Bacteremia caused by MRSA with reduced vancomycin susceptibility (MRSA-RVS) frequently resulted in treatment failure and mortality. The relation of bacterial factors and unfavorable outcomes remains controversial. We retrospectively reviewed clinical data of patients with bacteremia caused by MRSA with vancomycin MIC = 2 mg/L from 2009 to 2012. The significance of bacterial genotypes, agr function and heterogeneous vancomycin-intermediate S . aureus (hIVSA) phenotype in predicting outcomes were determined after clinical covariates adjustment with multivariate analysis.

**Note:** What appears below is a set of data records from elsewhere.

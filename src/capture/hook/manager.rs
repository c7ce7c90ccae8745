//! Hook registration and execution.

use std::cmp::Reverse;

use crate::capture::{
    hook::{core::Hook, types::HookContext},
    CallReturn,
};

/// Registered hooks, sorted by priority (highest first).
///
/// Unlike a dispatcher that picks one handler, every matching hook runs: hooks only observe,
/// so there is nothing to arbitrate. Hooks of equal priority run in registration order.
#[derive(Default)]
pub struct HookManager {
    hooks: Vec<Hook>,
}

impl HookManager {
    /// Creates a new, empty hook manager.
    #[must_use]
    pub fn new() -> Self {
        Self::default()
    }

    /// Creates a manager holding the built-in bookkeeping hooks.
    #[must_use]
    pub fn with_builtin() -> Self {
        let mut manager = Self::new();
        for hook in crate::capture::hook::builtin::hooks() {
            manager.register(hook);
        }
        manager
    }

    /// Registers a hook.
    pub fn register(&mut self, hook: Hook) {
        self.hooks.push(hook);
        self.hooks.sort_by_key(|h| Reverse(h.priority()));
    }

    /// Removes every hook named `name`. Returns how many were removed.
    pub fn unregister(&mut self, name: &str) -> usize {
        let before = self.hooks.len();
        self.hooks.retain(|hook| hook.name() != name);
        before - self.hooks.len()
    }

    /// Runs the pre-hooks of every matching hook. Returns how many ran.
    pub fn run_pre(&self, context: &HookContext<'_>) -> usize {
        self.hooks
            .iter()
            .filter(|hook| hook.has_pre_hook() && hook.matches(context))
            .filter(|hook| hook.execute_pre(context))
            .count()
    }

    /// Runs the post-hooks of every matching hook. Returns how many ran.
    pub fn run_post(&self, context: &HookContext<'_>, result: &CallReturn) -> usize {
        self.hooks
            .iter()
            .filter(|hook| hook.has_post_hook() && hook.matches(context))
            .filter(|hook| hook.execute_post(context, result))
            .count()
    }

    /// Returns the number of registered hooks.
    #[must_use]
    pub fn len(&self) -> usize {
        self.hooks.len()
    }

    /// Returns `true` if no hooks are registered.
    #[must_use]
    pub fn is_empty(&self) -> bool {
        self.hooks.is_empty()
    }

    /// Returns an iterator over all registered hooks, highest priority first.
    pub fn iter(&self) -> impl Iterator<Item = &Hook> {
        self.hooks.iter()
    }
}

impl std::fmt::Debug for HookManager {
    fn fmt(&self, f: &mut std::fmt::Formatter<'_>) -> std::fmt::Result {
        f.debug_struct("HookManager")
            .field("hook_count", &self.hooks.len())
            .finish()
    }
}

#[cfg(test)]
mod tests {
    use super::*;
    use crate::{capture::HookPriority, format::CallId, object::ObjectRegistry};
    use std::sync::{Arc, Mutex};

    fn context(registry: &ObjectRegistry) -> HookContext<'_> {
        HookContext {
            call: CallId::Close,
            this: None,
            inputs: &[],
            outputs: &[],
            thread_id: 1,
            registry,
        }
    }

    #[test]
    fn test_hook_manager_empty() {
        let manager = HookManager::new();
        assert!(manager.is_empty());
        assert_eq!(manager.len(), 0);
    }

    #[test]
    fn test_hook_manager_priority_sorting() {
        let mut manager = HookManager::new();
        manager.register(
            Hook::new("low")
                .with_priority(HookPriority::LOW)
                .match_call(CallId::Close),
        );
        manager.register(
            Hook::new("high")
                .with_priority(HookPriority::HIGH)
                .match_call(CallId::Close),
        );
        manager.register(Hook::new("normal").match_call(CallId::Close));

        let names: Vec<_> = manager.iter().map(|h| h.name()).collect();
        assert_eq!(names, vec!["high", "normal", "low"]);
    }

    #[test]
    fn test_all_matching_hooks_run_in_order() {
        let order = Arc::new(Mutex::new(Vec::new()));
        let mut manager = HookManager::new();
        for (name, priority) in [("b", HookPriority::LOW), ("a", HookPriority::HIGH)] {
            let order = Arc::clone(&order);
            manager.register(
                Hook::new(name)
                    .with_priority(priority)
                    .match_call(CallId::Close)
                    .pre(move |_| order.lock().unwrap().push(name)),
            );
        }
        manager.register(Hook::new("other").match_call(CallId::Reset).pre(|_| {
            panic!("must not run");
        }));

        let registry = ObjectRegistry::new();
        assert_eq!(manager.run_pre(&context(&registry)), 2);
        assert_eq!(manager.run_post(&context(&registry), &CallReturn::ok()), 0);
        assert_eq!(*order.lock().unwrap(), vec!["a", "b"]);
    }

    #[test]
    fn test_unregister() {
        let mut manager = HookManager::with_builtin();
        let builtin = manager.len();
        assert!(builtin > 0);
        manager.register(Hook::new("mine").match_call(CallId::Close));
        assert_eq!(manager.unregister("mine"), 1);
        assert_eq!(manager.len(), builtin);
    }
}
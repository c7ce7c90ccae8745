// Copyright 2025 Johann Kempter
//
// Licensed under the Apache License, Version 2.0 (the "License");
// you may not use this file except in compliance with the License.
// You may obtain a copy of the License at
//
//     http://www.apache.org/licenses/LICENSE-2.0
//
// Unless required by applicable law or agreed to in writing, software
// distributed under the License is distributed on an "AS IS" BASIS,
// WITHOUT WARRANTIES OR CONDITIONS OF ANY KIND, either express or implied.
// See the License for the specific language governing permissions and
// limitations under the License.
//
// SPDX-License-Identifier: Apache-2.0

#![doc(html_no_source)]
#![deny(missing_docs)]
// - 'format/reader.rs' uses mmap to map a trace file into memory

//! # capscope
//!
//! A capture layer for object-oriented graphics device APIs. Every object the application
//! obtains from the driver is replaced by a wrapper that forwards each call to the real
//! implementation and records it, with its arguments, result and newly created objects, into
//! a binary trace.
//!
//! ## Features
//!
//! - **Stable object identity** - every real object gets a process-unique capture id, shared by
//!   all interface views of it and never reused
//! - **Reentrancy-safe interception** - only the outermost call on a thread is resolved,
//!   hooked and encoded; driver callbacks pass straight through
//! - **Reference resolution** - wrapped references inside arrays and nested structures are
//!   rewritten on scratch copies, never in caller memory; pool handles resolve by value
//! - **Lossless trace format** - address-free, length-prefixed records with a reader for
//!   verification and tooling
//! - **Fails soft** - unsupported interfaces pass through raw and sink failures disable
//!   capture; the application only ever sees the driver's own results
//!
//! ## Architecture
//!
//! | Module | Role |
//! |--------|------|
//! | [`object`] | capture ids, interface kinds, wrappers, the sharded identity registry |
//! | [`resolve`] | marshalled arguments and the unwrap/wrap resolver |
//! | [`capture`] | call scopes, scratch memory, dispatch table, hooks, the capture manager |
//! | [`format`] | call ids, encoder, sinks and reader of the binary trace |
//! | [`api`] | typed wrapper facades built from capability traits |
//! | [`settings`] | settings file discovery and parsing |
//!
//! ## Quick Start
//!
//! ```rust,no_run
//! use capscope::prelude::*;
//!
//! # fn driver() -> DispatchTable { DispatchTable::builder().build() }
//! let manager = CaptureManager::from_settings(CaptureSettings::load()?, driver())?;
//!
//! let device = create_device(&manager, ObjectPtr::NULL, InterfaceKind::Device.iid())
//!     .into_facade::<Device>(&manager)
//!     .into_object();
//! if let Some(device) = device {
//!     device.set_name("main device");
//! }
//!
//! manager.finalize()?;
//! # Ok::<(), capscope::Error>(())
//! ```
//!
//! Reading a trace back:
//!
//! ```rust,no_run
//! use capscope::format::TraceReader;
//!
//! let reader = TraceReader::open("capture.cpsc")?;
//! for record in reader.records() {
//!     println!("{} on #{} -> {}", record.call.name(), record.object, record.status);
//! }
//! # Ok::<(), capscope::Error>(())
//! ```

#[macro_use]
pub(crate) mod macros;

#[macro_use]
pub(crate) mod error;

/// Shared functionality which is used in unit-tests
#[cfg(test)]
pub(crate) mod test;

/// Convenient re-exports of the most commonly used types and traits.
///
/// ```rust,no_run
/// use capscope::prelude::*;
///
/// let registry = ObjectRegistry::new();
/// let wrapper = registry
///     .wrap(ObjectPtr::new(0x1000), &InterfaceKind::Fence.iid())?
///     .wrapper;
/// assert_eq!(registry.unwrap_ptr(wrapper.ptr()), ObjectPtr::new(0x1000));
/// # Ok::<(), capscope::Error>(())
/// ```
pub mod prelude;

/// Typed wrapper facades and capability traits.
pub mod api;

/// Call interception: the capture manager, call scopes, dispatch and hooks.
pub mod capture;

/// The binary trace format: call ids, encoder, sinks and reader.
pub mod format;

/// Object identity: capture ids, interface kinds, wrappers and the registry.
pub mod object;

/// Argument values and the reference resolver.
pub mod resolve;

/// Settings file discovery and capture settings.
pub mod settings;

/// `capscope` Result type
///
/// A type alias for [`std::result::Result<T, Error>`] where the error type is always [`Error`].
pub type Result<T> = std::result::Result<T, Error>;

/// `capscope` Error type
///
/// Errors of capture-side operations. They never reach the intercepted application.
///
/// ```rust,no_run
/// use capscope::{settings::CaptureSettings, Error};
///
/// match CaptureSettings::load() {
///     Ok(settings) => println!("capture enabled: {}", settings.capture_enabled),
///     Err(Error::Settings(message)) => eprintln!("bad setting: {message}"),
///     Err(e) => eprintln!("Error: {e}"),
/// }
/// ```
pub use error::Error;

A total of 147 patients with mean age of 63.5 (±18.1) years were included. Seventy-nine (53.7%) patients failed treatment. Forty-seven (31.9%) patients died within 30 days of onset of MRSA bacteremia. The Charlson index, Pitt bacteremia score and definitive antibiotic regimen were independent factors significantly associated with either treatment failure or mortality. The hVISA phenotype was a potential risk factor predicting treatment failure (adjusted odds ratio 2.420, 95% confidence interval 0.946–6.191, P = 0.0652). No bacterial factors were significantly associated with 30-day mortality. In conclusion, the comorbidities, disease severity and antibiotic regimen remained the most relevant factors predicting treatment failure and 30-day mortality in patients with MRSA-RVS bacteremia. hIVSA phenotype was the only bacterial factor potentially associated with unfavorable outcome in this cohort.